Но было и еще одно соображение, побуждавшее Алексея жестко настаивать на постоянном присутствии Ирины рядом с собой. Василевс знал, что и жена, и дочь Анна недолюбливают старшего сына Ирины, бесспорного наследника престола Иоанна Комнина, и постоянно плетут против него интриги, дабы продвинуть в преемники императора мужа Анны кесаря Никифора Вриенния. Ирина никогда не упускала случая очернить Иоанна в глазах его отца, но Алексей отказывался слушать ее наветы. Он любил сына и доверял Иоанну, а кроме того, василевс хотел основать династию: чтобы его достижения были продолжены в веках, корону следовало передать в соответствии с порядком престолонаследия сыну-первенцу, а впоследствии — если Бог даст — сыну этого первенца.

К лету 1118 г. всем стало ясно, что смерть императора не за горами. Он постоянно чувствовал боль, ему приходилось все время сидеть прямо, чтобы иметь возможность более-менее свободно дышать. Живот и ноги его страшно распухли, ротовая полость, язык и горло настолько воспалились, что он не мог глотать. Ирина повелела, чтобы императора отнесли в ее собственный Манганский дворец, и там проводила по нескольку часов в день у ложа умирающего. По ее приказу во всех церквях империи были отслужены молебны за выздоровление василевса, но сам он понимал, что смерть подбирается к нему все ближе.

Около полудня 15 августа умирающий Алексей подозвал Иоанна Комнина к своему ложу, дал ему императорское кольцо и повелел, не теряя времени, провозгласить себя василевсом. Иоанн поспешил в собор Св. Софии, где в ходе наикратчайшей церемонии патриарх короновал его. Когда Иоанн подошел к дворцу, ему сначала преградила вход варяжская гвардия — предположительно по распоряжению Ирины, — и только когда он показал гвардейцам кольцо и сообщил о надвигающейся смерти своего отца, они позволили ему пройти.

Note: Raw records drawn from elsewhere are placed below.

//! Relayer state snapshots
//!
//! A snapshot is the immutable pair (relayers, cdf) the allocator contract
//! commits to by hash. `cdf[i]` is the cumulative stake of relayers `0..=i`,
//! so the last entry is the total stake weight.

use std::collections::HashSet;

use serde::{Deserialize, Serialize};

use crate::abi::{encode_address, encode_u256, keccak256_words};
use crate::{Address, CoreError, Hash, Result, U256};

#[derive(Debug, Clone, PartialEq, Eq, Serialize, Deserialize)]
#[serde(try_from = "RawSnapshot")]
pub struct RelayerStateSnapshot {
    relayers: Vec<Address>,
    cdf: Vec<U256>,
}

#[derive(Deserialize)]
struct RawSnapshot {
    relayers: Vec<Address>,
    cdf: Vec<U256>,
}

impl TryFrom<RawSnapshot> for RelayerStateSnapshot {
    type Error = CoreError;

    fn try_from(raw: RawSnapshot) -> Result<Self> {
        Self::new(raw.relayers, raw.cdf)
    }
}

impl RelayerStateSnapshot {
    /// Build a snapshot, rejecting malformed input.
    ///
    /// An empty snapshot is structurally valid; selection rejects it later.
    pub fn new(relayers: Vec<Address>, cdf: Vec<U256>) -> Result<Self> {
        if relayers.len() != cdf.len() {
            return Err(CoreError::SnapshotLengthMismatch {
                relayers: relayers.len(),
                cdf: cdf.len(),
            });
        }
        for i in 1..cdf.len() {
            if cdf[i] < cdf[i - 1] {
                return Err(CoreError::DecreasingCdf(i));
            }
        }
        let mut seen = HashSet::with_capacity(relayers.len());
        for relayer in &relayers {
            if !seen.insert(*relayer) {
                return Err(CoreError::DuplicateRelayer(format!("{:?}", relayer)));
            }
        }
        Ok(Self { relayers, cdf })
    }

    /// Build a snapshot from per-relayer stakes in on-chain order
    pub fn from_stakes(stakes: &[(Address, U256)]) -> Result<Self> {
        let mut relayers = Vec::with_capacity(stakes.len());
        let mut cdf = Vec::with_capacity(stakes.len());
        let mut running = U256::zero();
        for (relayer, stake) in stakes {
            running = running.checked_add(*stake).ok_or(CoreError::StakeOverflow)?;
            relayers.push(*relayer);
            cdf.push(running);
        }
        Self::new(relayers, cdf)
    }

    /// Single-relayer snapshot used to seed a fresh store
    pub fn genesis(relayer: Address, stake: U256) -> Self {
        Self {
            relayers: vec![relayer],
            cdf: vec![stake],
        }
    }

    pub fn relayers(&self) -> &[Address] {
        &self.relayers
    }

    pub fn cdf(&self) -> &[U256] {
        &self.cdf
    }

    pub fn len(&self) -> usize {
        self.relayers.len()
    }

    pub fn is_empty(&self) -> bool {
        self.relayers.is_empty()
    }

    /// Total stake weight (last cdf entry, zero when empty)
    pub fn total_stake(&self) -> U256 {
        self.cdf.last().copied().unwrap_or_default()
    }

    pub fn index_of(&self, relayer: &Address) -> Option<usize> {
        self.relayers.iter().position(|r| r == relayer)
    }

    pub fn contains(&self, relayer: &Address) -> bool {
        self.index_of(relayer).is_some()
    }

    /// Stake held by the relayer at `index`
    pub fn stake_at(&self, index: usize) -> Option<U256> {
        let upper = *self.cdf.get(index)?;
        let lower = if index == 0 {
            U256::zero()
        } else {
            self.cdf[index - 1]
        };
        Some(upper - lower)
    }

    pub fn stake_of(&self, relayer: &Address) -> Option<U256> {
        self.index_of(relayer).and_then(|i| self.stake_at(i))
    }

    /// Content hash:
    /// `keccak256(keccak256(packed cdf) ‖ keccak256(packed relayers))`
    pub fn hash(&self) -> Hash {
        let cdf_hash = keccak256_words(self.cdf.iter().map(|v| encode_u256(*v)));
        let relayers_hash = keccak256_words(self.relayers.iter().map(encode_address));
        keccak256_words([cdf_hash.to_fixed_bytes(), relayers_hash.to_fixed_bytes()])
    }
}
use relaynet_core::{Address, ChainId};
use relaynet_ledger::LedgerError;
use thiserror::Error;

#[derive(Error, Debug, Clone, PartialEq, Eq)]
pub enum NonceError {
    #[error("Nonce state for {account:?} on chain {chain} not initialized")]
    NotInitialized { account: Address, chain: ChainId },

    #[error("Nonce space for {account:?} on chain {chain} exhausted")]
    Exhausted { account: Address, chain: ChainId },

    #[error("Nonce {0} was never issued")]
    NotIssued(u64),

    #[error("Nonce {0} already reclaimed")]
    AlreadyReclaimed(u64),

    #[error("No ledger registered for chain {0}")]
    UnknownChain(ChainId),

    #[error("Failed to fetch base nonce: {0}")]
    BaseNonceFetch(#[from] LedgerError),
}

pub type Result<T> = std::result::Result<T, NonceError>;

#[cfg(test)]
mod tests {
    use super::*;

    #[test]
    fn test_error_display_not_issued() {
        assert_eq!(NonceError::NotIssued(7).to_string(), "Nonce 7 was never issued");
    }

    #[test]
    fn test_error_display_unknown_chain() {
        assert_eq!(NonceError::UnknownChain(5).to_string(), "No ledger registered for chain 5");
    }
}
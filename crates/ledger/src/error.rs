use relaynet_allocation::AllocationError;
use thiserror::Error;

#[derive(Error, Debug, Clone, PartialEq, Eq)]
pub enum LedgerError {
    #[error("Submission rejected: {0}")]
    SubmissionRejected(String),

    #[error("{operation} reverted: {reason}")]
    Reverted { operation: &'static str, reason: String },

    #[error("Insufficient balance: need {needed}, have {available}")]
    InsufficientBalance { needed: String, available: String },

    #[error("Relayer not registered: {0}")]
    NotRegistered(String),

    #[error("Transport error: {0}")]
    Transport(String),

    #[error("Allocation error: {0}")]
    Allocation(#[from] AllocationError),
}

impl LedgerError {
    pub(crate) fn reverted(operation: &'static str, reason: impl Into<String>) -> Self {
        LedgerError::Reverted {
            operation,
            reason: reason.into(),
        }
    }

    /// Whether retrying the same call may succeed
    pub fn is_transient(&self) -> bool {
        matches!(self, LedgerError::Transport(_))
    }
}

pub type Result<T> = std::result::Result<T, LedgerError>;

А где была в это время Ирина? Она не стала бы уклоняться по доброй воле от присутствия при последнем разговоре мужа с сыном, однако каким-то образом Алексею удалось на время отослать жену, когда же она вернулась, было уже слишком поздно. Впрочем, в разговоре с умирающим василевсом Ирина сделала последнюю попытку продвинуть на трон их зятя, но Алексей лишь слабо улыбнулся и, как бы в знак благодарения, поднял руки. Этим же вечером он умер. Василевс был похоронен на следующий день в монастыре Христа Филантропа (Благотворителя), основанном Ириной около пятнадцати лет назад.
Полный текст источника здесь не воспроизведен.